**Data to examine**
//! Versioned save-state files.
//!
//! Every field is written explicitly in little-endian order, so a state
//! taken on one host loads on any other. Versions 1 through
//! [`STATE_VERSION`] are readable: v2 added the serial counter, v3 the
//! RAM-enable flag and the controller/SGB trailer. A state is parsed in
//! full before anything is applied.

use std::path::{Path, PathBuf};

use crate::{
    cartridge::{MapperRegs, MbcKind, RomInfo},
    config::GbMode,
    error::{CoreError, Result},
    mmu::{HIGH_AREA_SIZE, WRAM_BANK_SIZE, WRAM_BANKS},
    renderer::SGB_MAP_LEN,
    rtc::{RTC_BLOCK_LEN, RtcClock},
    scanline::PALETTE_BYTES,
    sram::RAM_BANK_SIZE,
    vram::{VRAM_BANK_SIZE, VramBanks},
};

pub const STATE_VERSION: u32 = 5;

/// Extension of the suspend slot, which is deleted once loaded.
const SUSPEND_EXTENSION: &str = "yss";

/// Registers and counters owned by the CPU interpreter.
#[derive(Debug, Clone, Copy, Default, PartialEq, Eq)]
pub struct CpuState {
    pub af: u16,
    pub bc: u16,
    pub de: u16,
    pub hl: u16,
    pub sp: u16,
    pub pc: u16,
    pub halt: i32,
    pub ime: bool,
    pub bios_on: bool,
    pub timer_counter: i32,
    pub phase_counter: i32,
    pub divider_counter: i32,
}

/// Progress of an SGB command packet being clocked in through the joypad
/// port. The packet decoder itself lives outside the core.
#[derive(Debug, Clone, Copy, Default, PartialEq, Eq)]
pub struct SgbPacketState {
    pub packet_length: i32,
    pub packets_transferred: i32,
    pub packet_bit: i32,
    pub command: u8,
}

#[derive(Debug, Clone, PartialEq, Eq)]
pub struct SgbBlock {
    pub packet: SgbPacketState,
    pub gfx_mask: u8,
    pub map: [u8; SGB_MAP_LEN],
}

/// A fully parsed save state.
#[derive(Debug, Clone)]
pub struct SaveState {
    pub version: u32,
    pub bg_palette: [u8; PALETTE_BYTES],
    pub spr_palette: [u8; PALETTE_BYTES],
    pub vram: Box<VramBanks>,
    pub wram: Box<[[u8; WRAM_BANK_SIZE]; WRAM_BANKS]>,
    pub high: Box<[u8; HIGH_AREA_SIZE]>,
    pub ext_ram: Vec<u8>,
    pub cpu: CpuState,
    pub double_speed: bool,
    pub gb_mode: GbMode,
    pub mapper: MapperRegs,
    pub wram_bank: u32,
    pub vram_bank: u32,
    pub clock: RtcClock,
    pub scanline_counter: i32,
    pub serial_counter: i32,
    pub sgb: Option<SgbBlock>,
}

/// `<rom>.ys<N>` for numbered slots, `<rom>.yss` for the suspend slot.
pub fn slot_path(rom: &Path, slot: Option<u32>) -> PathBuf {
    match slot {
        Some(n) => rom.with_extension(format!("ys{n}")),
        None => rom.with_extension(SUSPEND_EXTENSION),
    }
}

struct Reader<'a> {
    data: &'a [u8],
    pos: usize,
}

impl<'a> Reader<'a> {
    fn new(data: &'a [u8]) -> Self {
        Self { data, pos: 0 }
    }

    fn take(&mut self, len: usize) -> Result<&'a [u8]> {
        let end = self.pos.checked_add(len).ok_or(CoreError::TruncatedState)?;
        let slice = self.data.get(self.pos..end).ok_or(CoreError::TruncatedState)?;
        self.pos = end;
        Ok(slice)
    }

    fn fill(&mut self, dst: &mut [u8]) -> Result<()> {
        dst.copy_from_slice(self.take(dst.len())?);
        Ok(())
    }

    fn u8(&mut self) -> Result<u8> {
        Ok(self.take(1)?[0])
    }

    fn bool(&mut self) -> Result<bool> {
        Ok(self.u8()? != 0)
    }

    fn u16(&mut self) -> Result<u16> {
        let b = self.take(2)?;
        Ok(u16::from_le_bytes([b[0], b[1]]))
    }

    fn u32(&mut self) -> Result<u32> {
        let b = self.take(4)?;
        Ok(u32::from_le_bytes([b[0], b[1], b[2], b[3]]))
    }

    fn i32(&mut self) -> Result<i32> {
        Ok(self.u32()? as i32)
    }

    /// Trailer fields: older writers could stop early, absent bytes read
    /// as zero.
    fn lenient<T: Default>(&mut self, read: impl FnOnce(&mut Self) -> Result<T>) -> T {
        read(self).unwrap_or_default()
    }
}

#[derive(Default)]
struct Writer {
    buf: Vec<u8>,
}

impl Writer {
    fn bytes(&mut self, data: &[u8]) {
        self.buf.extend_from_slice(data);
    }

    fn u8(&mut self, v: u8) {
        self.buf.push(v);
    }

    fn bool(&mut self, v: bool) {
        self.u8(v as u8);
    }

    fn u16(&mut self, v: u16) {
        self.bytes(&v.to_le_bytes());
    }

    fn u32(&mut self, v: u32) {
        self.bytes(&v.to_le_bytes());
    }

    fn i32(&mut self, v: i32) {
        self.bytes(&v.to_le_bytes());
    }
}

impl SaveState {
    /// Parse a state written for the cartridge described by `info`.
    pub fn parse(data: &[u8], info: &RomInfo) -> Result<Self> {
        let mut r = Reader::new(data);
        let version = r.u32()?;
        if version == 0 || version > STATE_VERSION {
            return Err(CoreError::IncompatibleState {
                found: version,
                supported: STATE_VERSION,
            });
        }

        let mut bg_palette = [0u8; PALETTE_BYTES];
        let mut spr_palette = [0u8; PALETTE_BYTES];
        r.fill(&mut bg_palette)?;
        r.fill(&mut spr_palette)?;

        let mut vram = Box::new([[0u8; VRAM_BANK_SIZE]; 2]);
        for bank in vram.iter_mut() {
            r.fill(bank)?;
        }
        let mut wram = Box::new([[0u8; WRAM_BANK_SIZE]; WRAM_BANKS]);
        for bank in wram.iter_mut() {
            r.fill(bank)?;
        }
        let mut high = Box::new([0u8; HIGH_AREA_SIZE]);
        r.fill(&mut high[..])?;

        // RAM-size byte 4 used to be read as 4 banks instead of 16.
        let ram_banks = if version <= 4 && info.ram_size == 0x04 {
            4
        } else {
            info.ram_banks
        };
        let ext_ram = r.take(ram_banks * RAM_BANK_SIZE)?.to_vec();

        let mut cpu = CpuState {
            af: r.u16()?,
            bc: r.u16()?,
            de: r.u16()?,
            hl: r.u16()?,
            sp: r.u16()?,
            pc: r.u16()?,
            halt: r.i32()?,
            ime: r.i32()? != 0,
            ..Default::default()
        };
        let double_speed = r.bool()?;
        cpu.bios_on = r.bool()?;
        let gb_mode = GbMode::from_byte(r.u32()? as u8).unwrap_or_default();
        let mut mapper = MapperRegs {
            rom_bank: r.u32()? as u16,
            ram_bank: r.u32()? as u8,
            ..Default::default()
        };
        let wram_bank = r.u32()?;
        let vram_bank = r.u32()?;
        mapper.mode = r.u32()? as u8;
        let clock = RtcClock::from_bytes(r.take(RTC_BLOCK_LEN)?);
        let scanline_counter = r.i32()?;
        cpu.timer_counter = r.i32()?;
        cpu.phase_counter = r.i32()?;
        cpu.divider_counter = r.i32()?;
        let serial_counter = if version >= 2 { r.i32()? } else { 0 };
        mapper.ram_enabled = if version >= 3 { r.bool()? } else { true };

        let mut sgb = None;
        if version >= 3 {
            match info.kind {
                MbcKind::Mbc3 if version == 3 => {
                    let rtc_reg = r.lenient(Reader::u8);
                    if rtc_reg != 0 {
                        mapper.ram_bank = rtc_reg;
                    }
                }
                MbcKind::Huc3 => {
                    mapper.huc3_mode = r.lenient(Reader::u8);
                    mapper.huc3_value = r.lenient(Reader::u8);
                    mapper.huc3_shift = r.lenient(Reader::u8);
                }
                _ => {}
            }
            if r.lenient(Reader::bool) {
                let packet = SgbPacketState {
                    packet_length: r.lenient(Reader::i32),
                    packets_transferred: r.lenient(Reader::i32),
                    packet_bit: r.lenient(Reader::i32),
                    command: r.lenient(Reader::u8),
                };
                let gfx_mask = r.lenient(Reader::u8);
                let mut map = [0u8; SGB_MAP_LEN];
                let avail = (data.len() - r.pos).min(SGB_MAP_LEN);
                map[..avail].copy_from_slice(&data[r.pos..r.pos + avail]);
                sgb = Some(SgbBlock {
                    packet,
                    gfx_mask,
                    map,
                });
            }
        }

        Ok(Self {
            version,
            bg_palette,
            spr_palette,
            vram,
            wram,
            high,
            ext_ram,
            cpu,
            double_speed,
            gb_mode,
            mapper,
            wram_bank,
            vram_bank,
            clock,
            scanline_counter,
            serial_counter,
            sgb,
        })
    }

    /// Serialize at [`STATE_VERSION`] for a cartridge with controller `kind`.
    pub fn encode(&self, kind: MbcKind) -> Vec<u8> {
        let mut w = Writer::default();
        w.u32(STATE_VERSION);
        w.bytes(&self.bg_palette);
        w.bytes(&self.spr_palette);
        self.vram.iter().for_each(|bank| w.bytes(bank));
        self.wram.iter().for_each(|bank| w.bytes(bank));
        w.bytes(&self.high[..]);
        w.bytes(&self.ext_ram);

        let cpu = &self.cpu;
        for reg in [cpu.af, cpu.bc, cpu.de, cpu.hl, cpu.sp, cpu.pc] {
            w.u16(reg);
        }
        w.i32(cpu.halt);
        w.i32(cpu.ime as i32);
        w.bool(self.double_speed);
        w.bool(cpu.bios_on);
        w.u32(self.gb_mode.to_byte() as u32);
        w.u32(self.mapper.rom_bank as u32);
        w.u32(self.mapper.ram_bank as u32);
        w.u32(self.wram_bank);
        w.u32(self.vram_bank);
        w.u32(self.mapper.mode as u32);
        w.bytes(&self.clock.to_bytes());
        w.i32(self.scanline_counter);
        w.i32(cpu.timer_counter);
        w.i32(cpu.phase_counter);
        w.i32(cpu.divider_counter);
        w.i32(self.serial_counter);
        w.bool(self.mapper.ram_enabled);

        if kind == MbcKind::Huc3 {
            w.u8(self.mapper.huc3_mode);
            w.u8(self.mapper.huc3_value);
            w.u8(self.mapper.huc3_shift);
        }
        w.bool(self.sgb.is_some());
        if let Some(sgb) = &self.sgb {
            w.i32(sgb.packet.packet_length);
            w.i32(sgb.packet.packets_transferred);
            w.i32(sgb.packet.packet_bit);
            w.u8(sgb.packet.command);
            w.u8(sgb.gfx_mask);
            w.bytes(&sgb.map);
        }
        w.buf
    }
}

#[cfg(test)]
mod tests {
    use super::*;

    fn info(kind: MbcKind, ram_size: u8, ram_banks: usize) -> RomInfo {
        RomInfo {
            title: "TEST".into(),
            cgb_flag: 0,
            sgb_flag: 0,
            cart_type: 0,
            kind,
            rumble: false,
            rom_size: 0,
            rom_banks: 2,
            ram_size,
            ram_banks,
        }
    }

    fn blank(ram_banks: usize) -> SaveState {
        SaveState {
            version: STATE_VERSION,
            bg_palette: [0; PALETTE_BYTES],
            spr_palette: [0; PALETTE_BYTES],
            vram: Box::new([[0; VRAM_BANK_SIZE]; 2]),
            wram: Box::new([[0; WRAM_BANK_SIZE]; WRAM_BANKS]),
            high: Box::new([0; HIGH_AREA_SIZE]),
            ext_ram: vec![0; ram_banks * RAM_BANK_SIZE],
            cpu: CpuState::default(),
            double_speed: false,
            gb_mode: GbMode::Gb,
            mapper: MapperRegs::default(),
            wram_bank: 1,
            vram_bank: 0,
            clock: RtcClock::default(),
            scanline_counter: 0,
            serial_counter: 0,
            sgb: None,
        }
    }

    #[test]
    fn slot_paths_replace_the_extension() {
        let rom = Path::new("/games/zelda.gbc");
        assert_eq!(slot_path(rom, Some(3)), PathBuf::from("/games/zelda.ys3"));
        assert_eq!(slot_path(rom, None), PathBuf::from("/games/zelda.yss"));
    }

    #[test]
    fn rejects_unknown_versions() {
        let info = info(MbcKind::None, 0, 0);
        for version in [0u32, STATE_VERSION + 1] {
            let err = SaveState::parse(&version.to_le_bytes(), &info).unwrap_err();
            assert!(matches!(
                err,
                CoreError::IncompatibleState { found, supported: STATE_VERSION } if found == version
            ));
        }
    }

    #[test]
    fn short_body_is_truncated() {
        let info = info(MbcKind::None, 0, 0);
        let mut data = blank(0).encode(MbcKind::None);
        data.truncate(0x1000);
        assert!(matches!(
            SaveState::parse(&data, &info),
            Err(CoreError::TruncatedState)
        ));
    }

    #[test]
    fn huc3_trailer_and_sgb_block_survive() {
        let info = info(MbcKind::Huc3, 2, 1);
        let mut state = blank(1);
        state.mapper.huc3_mode = 0x0B;
        state.mapper.huc3_value = 7;
        state.mapper.huc3_shift = 3;
        state.cpu.pc = 0x0150;
        state.cpu.ime = true;
        state.ext_ram[5] = 0xAA;
        let mut map = [0u8; SGB_MAP_LEN];
        map[SGB_MAP_LEN - 1] = 3;
        state.sgb = Some(SgbBlock {
            packet: SgbPacketState {
                packet_length: 2,
                packets_transferred: 1,
                packet_bit: 17,
                command: 0x11,
            },
            gfx_mask: 1,
            map,
        });

        let parsed = SaveState::parse(&state.encode(MbcKind::Huc3), &info).unwrap();
        assert_eq!(parsed.mapper, state.mapper);
        assert_eq!(parsed.cpu, state.cpu);
        assert_eq!(parsed.ext_ram[5], 0xAA);
        assert_eq!(parsed.sgb, state.sgb);
    }

    #[test]
    fn version_two_enables_ram_and_has_no_trailer() {
        let info = info(MbcKind::Mbc1, 2, 1);
        let mut data = blank(1).encode(MbcKind::Mbc1);
        // Drop ram_enabled and the trailer, then relabel as v2.
        data.truncate(data.len() - 2);
        data[..4].copy_from_slice(&2u32.to_le_bytes());
        let parsed = SaveState::parse(&data, &info).unwrap();
        assert!(parsed.mapper.ram_enabled);
        assert!(parsed.sgb.is_none());
    }

    #[test]
    fn old_versions_read_four_banks_for_size_byte_four() {
        let info = info(MbcKind::Mbc5, 0x04, 16);
        let mut v5 = blank(16).encode(MbcKind::Mbc5);
        v5[..4].copy_from_slice(&4u32.to_le_bytes());
        // A v4 writer would only have emitted 4 banks.
        let start = 4 + 2 * PALETTE_BYTES + 2 * VRAM_BANK_SIZE + WRAM_BANKS * WRAM_BANK_SIZE
            + HIGH_AREA_SIZE;
        v5.drain(start + 4 * RAM_BANK_SIZE..start + 16 * RAM_BANK_SIZE);
        let parsed = SaveState::parse(&v5, &info).unwrap();
        assert_eq!(parsed.ext_ram.len(), 4 * RAM_BANK_SIZE);
    }

    #[test]
    fn version_three_mbc3_reads_rtc_select() {
        let info = info(MbcKind::Mbc3, 3, 4);
        let mut data = blank(4).encode(MbcKind::Mbc3);
        data[..4].copy_from_slice(&3u32.to_le_bytes());
        // v3 wrote the RTC select byte before the SGB flag.
        let sgb_flag = data.len() - 1;
        data.insert(sgb_flag, 0x0A);
        let parsed = SaveState::parse(&data, &info).unwrap();
        assert_eq!(parsed.mapper.ram_bank, 0x0A);
    }
}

**Requirement**
In the entries above, one line contains "w.i32(sgb.packet.packet_length);" and another contains "use super::*;". Reproduce exactly those two lines and the lines between them, nothing else.

**Task output**
            w.i32(sgb.packet.packet_length);
            w.i32(sgb.packet.packets_transferred);
            w.i32(sgb.packet.packet_bit);
            w.u8(sgb.packet.command);
            w.u8(sgb.gfx_mask);
            w.bytes(&sgb.map);
        }
        w.buf
    }
}

#[cfg(test)]
mod tests {
    use super::*;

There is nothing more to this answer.